# Available data
# # # # #
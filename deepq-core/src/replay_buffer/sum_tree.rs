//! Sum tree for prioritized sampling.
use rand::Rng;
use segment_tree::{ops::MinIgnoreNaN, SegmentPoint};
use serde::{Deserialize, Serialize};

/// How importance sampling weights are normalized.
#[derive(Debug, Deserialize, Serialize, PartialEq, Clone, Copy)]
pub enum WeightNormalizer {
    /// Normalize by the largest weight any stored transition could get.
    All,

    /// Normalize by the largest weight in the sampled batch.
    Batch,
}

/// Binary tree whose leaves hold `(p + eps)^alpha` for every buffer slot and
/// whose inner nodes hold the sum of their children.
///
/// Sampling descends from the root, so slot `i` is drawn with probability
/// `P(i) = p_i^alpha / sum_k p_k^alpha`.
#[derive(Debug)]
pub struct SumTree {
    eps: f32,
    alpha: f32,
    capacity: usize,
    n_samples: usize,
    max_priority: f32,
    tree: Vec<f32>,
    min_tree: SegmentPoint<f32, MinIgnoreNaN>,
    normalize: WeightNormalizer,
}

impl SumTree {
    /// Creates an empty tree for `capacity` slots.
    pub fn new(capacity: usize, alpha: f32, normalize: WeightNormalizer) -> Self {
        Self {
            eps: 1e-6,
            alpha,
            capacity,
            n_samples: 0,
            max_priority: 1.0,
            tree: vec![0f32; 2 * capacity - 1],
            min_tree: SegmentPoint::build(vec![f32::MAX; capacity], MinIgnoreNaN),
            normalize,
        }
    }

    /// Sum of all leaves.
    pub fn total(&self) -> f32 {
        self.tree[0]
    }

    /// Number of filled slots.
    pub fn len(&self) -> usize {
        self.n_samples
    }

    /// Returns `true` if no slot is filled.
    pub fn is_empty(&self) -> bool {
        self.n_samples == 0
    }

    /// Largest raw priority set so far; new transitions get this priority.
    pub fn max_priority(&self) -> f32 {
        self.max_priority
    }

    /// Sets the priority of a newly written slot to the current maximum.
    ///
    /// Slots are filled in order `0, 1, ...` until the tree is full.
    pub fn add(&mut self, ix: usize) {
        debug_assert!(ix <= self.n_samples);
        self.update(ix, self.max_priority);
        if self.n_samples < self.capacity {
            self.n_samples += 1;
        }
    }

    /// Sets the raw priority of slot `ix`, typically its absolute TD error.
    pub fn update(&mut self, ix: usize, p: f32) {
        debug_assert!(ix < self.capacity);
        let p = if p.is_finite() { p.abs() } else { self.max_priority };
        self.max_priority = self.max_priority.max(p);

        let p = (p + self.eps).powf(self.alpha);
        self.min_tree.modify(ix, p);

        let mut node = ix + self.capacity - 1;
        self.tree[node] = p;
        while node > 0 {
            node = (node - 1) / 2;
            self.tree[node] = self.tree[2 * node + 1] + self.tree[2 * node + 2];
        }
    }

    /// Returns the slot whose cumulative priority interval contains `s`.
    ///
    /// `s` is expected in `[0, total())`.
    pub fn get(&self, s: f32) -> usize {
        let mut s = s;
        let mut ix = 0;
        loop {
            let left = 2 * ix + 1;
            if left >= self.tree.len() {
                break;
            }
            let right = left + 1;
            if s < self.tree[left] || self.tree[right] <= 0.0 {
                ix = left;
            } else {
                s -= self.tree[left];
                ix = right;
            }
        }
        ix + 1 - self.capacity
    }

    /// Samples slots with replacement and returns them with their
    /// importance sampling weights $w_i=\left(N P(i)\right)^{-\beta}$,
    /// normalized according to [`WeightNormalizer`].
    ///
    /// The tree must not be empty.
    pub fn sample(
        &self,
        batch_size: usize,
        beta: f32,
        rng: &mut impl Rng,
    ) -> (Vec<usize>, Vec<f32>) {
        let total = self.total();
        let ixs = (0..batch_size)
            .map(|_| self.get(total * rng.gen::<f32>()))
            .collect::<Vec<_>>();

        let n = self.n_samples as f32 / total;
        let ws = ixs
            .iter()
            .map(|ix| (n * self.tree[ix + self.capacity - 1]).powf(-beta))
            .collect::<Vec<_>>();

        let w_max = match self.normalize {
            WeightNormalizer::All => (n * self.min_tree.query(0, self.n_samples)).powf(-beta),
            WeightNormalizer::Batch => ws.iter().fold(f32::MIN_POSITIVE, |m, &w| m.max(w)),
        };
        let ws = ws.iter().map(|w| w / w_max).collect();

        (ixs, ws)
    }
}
# # # # #
# The problem
Lines from the entries that contain the string "Sets" are what must be copied.

# Written solution
    /// Sets the priority of a newly written slot to the current maximum.
    /// Sets the raw priority of slot `ix`, typically its absolute TD error.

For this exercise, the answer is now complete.